What needs to be done
Gather all lines from the material that contain "impl".

Provided records
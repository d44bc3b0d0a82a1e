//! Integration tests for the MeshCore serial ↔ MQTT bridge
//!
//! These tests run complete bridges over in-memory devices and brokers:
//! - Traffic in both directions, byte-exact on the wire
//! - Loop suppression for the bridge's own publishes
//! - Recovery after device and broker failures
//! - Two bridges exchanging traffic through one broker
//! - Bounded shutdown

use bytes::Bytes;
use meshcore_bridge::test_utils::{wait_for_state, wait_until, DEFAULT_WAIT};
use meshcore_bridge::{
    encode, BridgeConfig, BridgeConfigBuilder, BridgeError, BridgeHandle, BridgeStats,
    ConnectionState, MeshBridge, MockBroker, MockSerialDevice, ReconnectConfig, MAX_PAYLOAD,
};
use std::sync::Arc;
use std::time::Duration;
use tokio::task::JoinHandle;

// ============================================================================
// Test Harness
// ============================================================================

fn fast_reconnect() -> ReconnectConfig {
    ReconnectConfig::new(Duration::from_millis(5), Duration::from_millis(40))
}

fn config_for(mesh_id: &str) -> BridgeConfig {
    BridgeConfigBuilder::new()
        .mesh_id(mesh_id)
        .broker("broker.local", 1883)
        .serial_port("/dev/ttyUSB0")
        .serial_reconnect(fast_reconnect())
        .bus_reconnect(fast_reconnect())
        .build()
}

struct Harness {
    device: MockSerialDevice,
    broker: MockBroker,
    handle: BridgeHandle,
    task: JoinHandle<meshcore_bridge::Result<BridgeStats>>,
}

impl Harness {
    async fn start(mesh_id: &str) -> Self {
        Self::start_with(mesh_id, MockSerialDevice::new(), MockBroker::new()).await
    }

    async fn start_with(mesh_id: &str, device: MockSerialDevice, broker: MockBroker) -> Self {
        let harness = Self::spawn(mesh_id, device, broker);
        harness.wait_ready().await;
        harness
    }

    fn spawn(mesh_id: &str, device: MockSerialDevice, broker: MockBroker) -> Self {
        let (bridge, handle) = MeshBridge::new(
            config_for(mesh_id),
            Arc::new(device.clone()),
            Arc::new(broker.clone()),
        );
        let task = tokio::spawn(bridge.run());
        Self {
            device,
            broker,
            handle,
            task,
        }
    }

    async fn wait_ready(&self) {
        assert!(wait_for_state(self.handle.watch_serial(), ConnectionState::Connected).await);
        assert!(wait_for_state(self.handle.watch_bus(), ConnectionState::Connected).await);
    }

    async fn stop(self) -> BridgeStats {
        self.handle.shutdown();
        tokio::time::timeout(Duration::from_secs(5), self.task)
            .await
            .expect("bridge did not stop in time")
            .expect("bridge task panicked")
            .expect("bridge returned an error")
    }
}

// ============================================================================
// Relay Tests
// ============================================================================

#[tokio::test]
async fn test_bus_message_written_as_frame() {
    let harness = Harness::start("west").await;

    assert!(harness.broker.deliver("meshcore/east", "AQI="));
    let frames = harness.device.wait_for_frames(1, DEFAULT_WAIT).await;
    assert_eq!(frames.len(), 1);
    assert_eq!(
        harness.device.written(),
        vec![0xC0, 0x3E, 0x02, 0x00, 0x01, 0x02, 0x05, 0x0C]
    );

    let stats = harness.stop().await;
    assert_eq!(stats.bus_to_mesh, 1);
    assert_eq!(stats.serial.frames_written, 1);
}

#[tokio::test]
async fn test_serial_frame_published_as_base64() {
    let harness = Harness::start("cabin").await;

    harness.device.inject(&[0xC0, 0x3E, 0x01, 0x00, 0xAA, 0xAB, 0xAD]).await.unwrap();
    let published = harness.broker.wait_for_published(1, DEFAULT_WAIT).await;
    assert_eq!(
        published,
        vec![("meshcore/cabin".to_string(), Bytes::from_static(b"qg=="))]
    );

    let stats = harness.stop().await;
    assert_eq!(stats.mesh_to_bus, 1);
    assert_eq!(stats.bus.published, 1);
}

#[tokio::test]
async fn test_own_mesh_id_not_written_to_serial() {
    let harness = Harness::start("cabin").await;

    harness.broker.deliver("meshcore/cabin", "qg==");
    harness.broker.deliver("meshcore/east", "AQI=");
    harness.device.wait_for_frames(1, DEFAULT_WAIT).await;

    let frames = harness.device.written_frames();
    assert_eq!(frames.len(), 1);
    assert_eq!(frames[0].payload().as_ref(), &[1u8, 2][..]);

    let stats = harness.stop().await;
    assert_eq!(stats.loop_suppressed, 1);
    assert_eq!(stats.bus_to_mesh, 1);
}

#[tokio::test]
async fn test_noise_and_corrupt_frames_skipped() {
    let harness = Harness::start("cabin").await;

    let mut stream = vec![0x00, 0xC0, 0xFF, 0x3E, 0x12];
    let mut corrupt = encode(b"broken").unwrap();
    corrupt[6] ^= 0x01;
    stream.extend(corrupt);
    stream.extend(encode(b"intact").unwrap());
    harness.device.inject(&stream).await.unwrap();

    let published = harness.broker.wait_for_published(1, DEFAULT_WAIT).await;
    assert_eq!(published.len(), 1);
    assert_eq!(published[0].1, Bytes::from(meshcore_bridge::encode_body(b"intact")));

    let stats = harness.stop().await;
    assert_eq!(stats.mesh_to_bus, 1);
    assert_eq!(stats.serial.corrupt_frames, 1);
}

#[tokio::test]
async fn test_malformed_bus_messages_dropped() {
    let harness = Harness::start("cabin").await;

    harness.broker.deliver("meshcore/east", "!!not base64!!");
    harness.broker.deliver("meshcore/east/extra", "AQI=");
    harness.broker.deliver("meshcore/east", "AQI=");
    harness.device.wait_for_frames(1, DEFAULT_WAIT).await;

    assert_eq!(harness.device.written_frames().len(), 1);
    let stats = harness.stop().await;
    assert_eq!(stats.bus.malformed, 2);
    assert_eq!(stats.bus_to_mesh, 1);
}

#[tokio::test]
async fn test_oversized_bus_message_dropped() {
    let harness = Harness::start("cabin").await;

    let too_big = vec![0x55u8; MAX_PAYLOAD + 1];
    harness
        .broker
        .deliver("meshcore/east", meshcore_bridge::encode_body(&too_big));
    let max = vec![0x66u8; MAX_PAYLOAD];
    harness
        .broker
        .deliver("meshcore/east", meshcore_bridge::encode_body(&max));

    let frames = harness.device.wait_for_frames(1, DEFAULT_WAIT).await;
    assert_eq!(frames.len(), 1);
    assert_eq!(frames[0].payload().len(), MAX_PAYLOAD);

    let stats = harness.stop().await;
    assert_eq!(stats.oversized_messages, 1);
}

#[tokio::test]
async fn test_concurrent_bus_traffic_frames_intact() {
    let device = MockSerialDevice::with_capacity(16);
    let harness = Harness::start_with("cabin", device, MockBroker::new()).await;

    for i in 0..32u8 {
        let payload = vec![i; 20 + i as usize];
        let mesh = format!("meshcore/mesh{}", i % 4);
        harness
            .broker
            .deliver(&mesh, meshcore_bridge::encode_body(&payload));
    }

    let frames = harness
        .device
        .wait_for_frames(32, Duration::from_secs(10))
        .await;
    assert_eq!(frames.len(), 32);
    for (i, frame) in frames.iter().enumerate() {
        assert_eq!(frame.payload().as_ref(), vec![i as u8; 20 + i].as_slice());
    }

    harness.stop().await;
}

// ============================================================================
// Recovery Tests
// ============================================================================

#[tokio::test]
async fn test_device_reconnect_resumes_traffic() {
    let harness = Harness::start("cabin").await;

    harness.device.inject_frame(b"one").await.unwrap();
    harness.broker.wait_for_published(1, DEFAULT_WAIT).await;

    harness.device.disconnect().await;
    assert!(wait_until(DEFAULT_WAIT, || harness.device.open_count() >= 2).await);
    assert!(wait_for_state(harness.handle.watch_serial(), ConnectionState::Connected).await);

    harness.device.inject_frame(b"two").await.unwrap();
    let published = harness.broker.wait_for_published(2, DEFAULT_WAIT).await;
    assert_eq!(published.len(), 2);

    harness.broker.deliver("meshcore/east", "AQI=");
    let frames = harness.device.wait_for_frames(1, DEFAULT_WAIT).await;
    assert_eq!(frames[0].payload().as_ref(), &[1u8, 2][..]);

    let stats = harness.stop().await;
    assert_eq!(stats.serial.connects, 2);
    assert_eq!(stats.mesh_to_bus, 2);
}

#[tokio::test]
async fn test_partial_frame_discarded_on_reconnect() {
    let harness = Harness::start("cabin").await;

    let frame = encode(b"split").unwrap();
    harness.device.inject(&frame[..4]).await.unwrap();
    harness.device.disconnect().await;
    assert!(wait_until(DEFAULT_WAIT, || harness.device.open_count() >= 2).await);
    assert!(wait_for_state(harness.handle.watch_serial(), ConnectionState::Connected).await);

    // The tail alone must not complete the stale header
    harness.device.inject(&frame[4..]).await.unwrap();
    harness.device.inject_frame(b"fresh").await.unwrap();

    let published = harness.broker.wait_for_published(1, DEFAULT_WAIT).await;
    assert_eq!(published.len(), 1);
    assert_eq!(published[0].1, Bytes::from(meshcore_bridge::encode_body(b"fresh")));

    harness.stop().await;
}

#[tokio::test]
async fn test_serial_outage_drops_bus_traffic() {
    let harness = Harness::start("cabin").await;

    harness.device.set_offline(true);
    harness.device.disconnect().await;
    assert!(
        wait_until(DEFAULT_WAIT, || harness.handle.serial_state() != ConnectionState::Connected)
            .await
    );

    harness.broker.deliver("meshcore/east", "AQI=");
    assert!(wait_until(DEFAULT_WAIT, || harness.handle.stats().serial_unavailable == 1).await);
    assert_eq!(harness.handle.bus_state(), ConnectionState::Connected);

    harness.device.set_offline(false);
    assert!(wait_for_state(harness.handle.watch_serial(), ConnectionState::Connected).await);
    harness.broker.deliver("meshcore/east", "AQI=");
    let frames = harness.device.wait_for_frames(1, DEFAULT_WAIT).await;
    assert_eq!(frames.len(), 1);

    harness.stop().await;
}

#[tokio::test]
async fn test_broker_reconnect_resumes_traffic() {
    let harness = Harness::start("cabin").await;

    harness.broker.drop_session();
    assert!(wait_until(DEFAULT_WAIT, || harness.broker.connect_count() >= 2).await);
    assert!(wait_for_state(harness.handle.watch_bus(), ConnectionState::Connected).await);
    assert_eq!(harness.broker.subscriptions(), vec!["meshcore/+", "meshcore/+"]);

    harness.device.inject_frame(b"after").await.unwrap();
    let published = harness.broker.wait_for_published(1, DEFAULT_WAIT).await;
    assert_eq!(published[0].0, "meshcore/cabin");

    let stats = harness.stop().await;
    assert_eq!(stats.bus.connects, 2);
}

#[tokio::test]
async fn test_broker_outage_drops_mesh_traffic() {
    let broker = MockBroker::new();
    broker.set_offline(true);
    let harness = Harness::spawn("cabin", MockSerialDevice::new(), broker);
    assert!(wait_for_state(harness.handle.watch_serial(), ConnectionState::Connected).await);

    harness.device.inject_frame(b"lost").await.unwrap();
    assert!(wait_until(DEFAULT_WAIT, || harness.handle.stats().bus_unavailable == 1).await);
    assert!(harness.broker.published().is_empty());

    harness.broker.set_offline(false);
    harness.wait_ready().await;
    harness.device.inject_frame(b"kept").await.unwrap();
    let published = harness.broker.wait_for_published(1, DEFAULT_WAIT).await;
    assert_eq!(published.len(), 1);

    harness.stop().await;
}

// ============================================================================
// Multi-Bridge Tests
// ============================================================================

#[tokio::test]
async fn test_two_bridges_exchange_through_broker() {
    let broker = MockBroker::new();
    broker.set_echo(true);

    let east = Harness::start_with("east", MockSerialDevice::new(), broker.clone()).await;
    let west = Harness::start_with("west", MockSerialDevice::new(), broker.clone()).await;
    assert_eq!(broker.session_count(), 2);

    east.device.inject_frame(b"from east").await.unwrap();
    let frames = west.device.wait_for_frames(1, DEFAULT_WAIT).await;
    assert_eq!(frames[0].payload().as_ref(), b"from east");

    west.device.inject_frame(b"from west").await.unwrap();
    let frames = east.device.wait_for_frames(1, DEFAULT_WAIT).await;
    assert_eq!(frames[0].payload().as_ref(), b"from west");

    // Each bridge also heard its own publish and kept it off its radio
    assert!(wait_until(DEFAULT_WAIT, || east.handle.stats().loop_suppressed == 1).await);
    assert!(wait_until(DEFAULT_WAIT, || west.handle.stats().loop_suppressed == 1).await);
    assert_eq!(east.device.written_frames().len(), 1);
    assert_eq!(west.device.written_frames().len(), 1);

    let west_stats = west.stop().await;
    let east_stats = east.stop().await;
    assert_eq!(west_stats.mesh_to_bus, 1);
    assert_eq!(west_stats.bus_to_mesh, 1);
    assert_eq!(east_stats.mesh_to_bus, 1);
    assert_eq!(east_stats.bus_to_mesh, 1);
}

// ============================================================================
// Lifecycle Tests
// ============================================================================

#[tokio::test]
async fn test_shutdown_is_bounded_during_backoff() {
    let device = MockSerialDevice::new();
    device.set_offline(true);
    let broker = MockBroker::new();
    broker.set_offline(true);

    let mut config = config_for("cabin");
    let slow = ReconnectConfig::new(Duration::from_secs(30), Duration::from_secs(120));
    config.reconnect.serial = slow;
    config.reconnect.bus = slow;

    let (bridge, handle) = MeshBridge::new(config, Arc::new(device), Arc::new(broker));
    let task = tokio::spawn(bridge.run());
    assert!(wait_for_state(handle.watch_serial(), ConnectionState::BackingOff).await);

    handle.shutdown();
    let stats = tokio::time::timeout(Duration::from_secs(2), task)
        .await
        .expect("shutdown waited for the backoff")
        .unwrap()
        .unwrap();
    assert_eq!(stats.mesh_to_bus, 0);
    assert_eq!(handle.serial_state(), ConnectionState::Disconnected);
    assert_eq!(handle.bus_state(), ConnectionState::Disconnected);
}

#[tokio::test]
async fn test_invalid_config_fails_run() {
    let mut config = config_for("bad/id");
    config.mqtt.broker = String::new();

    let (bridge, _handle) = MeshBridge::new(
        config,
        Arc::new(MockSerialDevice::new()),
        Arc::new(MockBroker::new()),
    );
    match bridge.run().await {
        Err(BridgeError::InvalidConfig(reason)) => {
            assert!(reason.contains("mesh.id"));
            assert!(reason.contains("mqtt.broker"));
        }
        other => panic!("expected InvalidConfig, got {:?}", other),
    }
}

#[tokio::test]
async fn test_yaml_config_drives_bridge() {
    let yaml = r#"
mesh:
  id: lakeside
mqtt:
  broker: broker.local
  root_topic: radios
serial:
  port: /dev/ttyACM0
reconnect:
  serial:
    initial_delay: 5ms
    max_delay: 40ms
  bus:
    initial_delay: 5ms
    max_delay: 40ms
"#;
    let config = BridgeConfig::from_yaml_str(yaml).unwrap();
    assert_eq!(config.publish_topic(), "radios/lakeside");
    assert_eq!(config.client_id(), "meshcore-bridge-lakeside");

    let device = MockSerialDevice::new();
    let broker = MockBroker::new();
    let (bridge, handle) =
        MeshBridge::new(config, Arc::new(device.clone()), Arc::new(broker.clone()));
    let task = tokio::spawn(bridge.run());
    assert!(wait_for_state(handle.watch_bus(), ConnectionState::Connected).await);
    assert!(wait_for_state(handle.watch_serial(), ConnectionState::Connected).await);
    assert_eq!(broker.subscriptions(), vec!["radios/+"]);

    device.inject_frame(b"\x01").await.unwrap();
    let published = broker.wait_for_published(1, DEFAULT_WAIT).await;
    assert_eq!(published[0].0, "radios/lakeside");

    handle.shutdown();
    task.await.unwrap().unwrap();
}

* * *

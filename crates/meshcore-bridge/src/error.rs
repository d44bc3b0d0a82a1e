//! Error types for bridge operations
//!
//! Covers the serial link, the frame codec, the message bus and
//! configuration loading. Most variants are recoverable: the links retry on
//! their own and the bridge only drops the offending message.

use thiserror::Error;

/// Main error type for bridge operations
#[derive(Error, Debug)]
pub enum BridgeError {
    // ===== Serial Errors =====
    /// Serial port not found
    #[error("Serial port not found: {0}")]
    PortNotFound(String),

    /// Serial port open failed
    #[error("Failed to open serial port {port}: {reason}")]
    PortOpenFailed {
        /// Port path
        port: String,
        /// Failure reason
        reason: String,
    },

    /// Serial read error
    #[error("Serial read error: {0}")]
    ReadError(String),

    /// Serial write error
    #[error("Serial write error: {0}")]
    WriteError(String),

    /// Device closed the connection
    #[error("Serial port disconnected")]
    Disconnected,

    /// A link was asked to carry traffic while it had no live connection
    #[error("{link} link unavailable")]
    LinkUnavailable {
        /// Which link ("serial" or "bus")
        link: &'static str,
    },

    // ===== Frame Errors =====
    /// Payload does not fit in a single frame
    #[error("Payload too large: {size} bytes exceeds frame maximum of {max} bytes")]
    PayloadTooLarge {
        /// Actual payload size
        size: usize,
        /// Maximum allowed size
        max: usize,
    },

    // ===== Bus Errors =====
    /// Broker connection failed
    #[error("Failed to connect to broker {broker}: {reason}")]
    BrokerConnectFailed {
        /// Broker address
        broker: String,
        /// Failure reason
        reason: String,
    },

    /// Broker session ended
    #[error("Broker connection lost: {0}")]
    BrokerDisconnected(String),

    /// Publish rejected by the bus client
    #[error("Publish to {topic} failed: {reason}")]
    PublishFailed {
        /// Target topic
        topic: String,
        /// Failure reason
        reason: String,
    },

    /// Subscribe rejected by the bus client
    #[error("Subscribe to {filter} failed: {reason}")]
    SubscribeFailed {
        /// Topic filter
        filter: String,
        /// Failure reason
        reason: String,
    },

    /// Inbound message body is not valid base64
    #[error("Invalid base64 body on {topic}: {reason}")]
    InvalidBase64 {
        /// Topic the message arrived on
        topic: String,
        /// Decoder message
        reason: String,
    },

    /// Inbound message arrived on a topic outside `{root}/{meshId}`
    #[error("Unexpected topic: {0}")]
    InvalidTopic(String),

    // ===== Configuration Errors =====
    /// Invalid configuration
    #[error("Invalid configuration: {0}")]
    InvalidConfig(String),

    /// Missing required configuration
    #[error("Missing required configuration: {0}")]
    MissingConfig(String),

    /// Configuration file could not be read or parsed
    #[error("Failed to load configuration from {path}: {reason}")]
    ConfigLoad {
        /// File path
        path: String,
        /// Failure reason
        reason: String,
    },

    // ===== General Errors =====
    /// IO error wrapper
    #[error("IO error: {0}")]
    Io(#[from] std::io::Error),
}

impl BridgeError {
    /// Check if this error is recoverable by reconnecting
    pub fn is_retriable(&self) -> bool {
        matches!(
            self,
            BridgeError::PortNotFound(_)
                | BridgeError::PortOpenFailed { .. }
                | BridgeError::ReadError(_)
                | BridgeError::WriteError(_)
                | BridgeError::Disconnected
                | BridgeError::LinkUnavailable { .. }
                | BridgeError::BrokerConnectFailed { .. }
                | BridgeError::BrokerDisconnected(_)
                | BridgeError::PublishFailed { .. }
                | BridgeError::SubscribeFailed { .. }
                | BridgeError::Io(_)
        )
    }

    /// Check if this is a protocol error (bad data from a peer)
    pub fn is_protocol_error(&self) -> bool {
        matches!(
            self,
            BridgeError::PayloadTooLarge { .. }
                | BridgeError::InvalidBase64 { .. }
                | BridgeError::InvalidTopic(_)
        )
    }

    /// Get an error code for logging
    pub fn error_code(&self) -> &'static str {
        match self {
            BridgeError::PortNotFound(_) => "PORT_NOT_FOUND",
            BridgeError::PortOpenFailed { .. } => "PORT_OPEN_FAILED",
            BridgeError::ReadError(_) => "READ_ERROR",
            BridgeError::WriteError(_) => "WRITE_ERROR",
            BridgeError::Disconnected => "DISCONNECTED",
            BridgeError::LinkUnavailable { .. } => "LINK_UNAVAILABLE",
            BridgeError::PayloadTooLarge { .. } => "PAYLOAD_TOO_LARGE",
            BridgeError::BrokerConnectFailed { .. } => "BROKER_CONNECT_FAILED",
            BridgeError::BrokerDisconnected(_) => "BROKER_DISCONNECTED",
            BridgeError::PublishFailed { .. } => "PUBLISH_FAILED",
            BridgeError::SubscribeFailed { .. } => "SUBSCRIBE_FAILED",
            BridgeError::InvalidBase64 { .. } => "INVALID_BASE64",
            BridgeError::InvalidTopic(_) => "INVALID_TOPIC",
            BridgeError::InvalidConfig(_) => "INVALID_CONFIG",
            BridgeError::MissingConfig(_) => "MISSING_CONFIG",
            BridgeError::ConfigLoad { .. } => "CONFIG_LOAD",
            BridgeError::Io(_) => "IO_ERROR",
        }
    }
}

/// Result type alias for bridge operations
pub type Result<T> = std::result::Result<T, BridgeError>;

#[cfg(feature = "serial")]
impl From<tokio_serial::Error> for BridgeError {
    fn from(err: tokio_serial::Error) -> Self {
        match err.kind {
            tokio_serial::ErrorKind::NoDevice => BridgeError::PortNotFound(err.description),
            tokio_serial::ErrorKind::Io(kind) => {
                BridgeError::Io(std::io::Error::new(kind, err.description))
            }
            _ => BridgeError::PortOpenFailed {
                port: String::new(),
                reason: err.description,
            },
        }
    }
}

Solved exercise
impl Harness {
impl BridgeError {
impl From<tokio_serial::Error> for BridgeError {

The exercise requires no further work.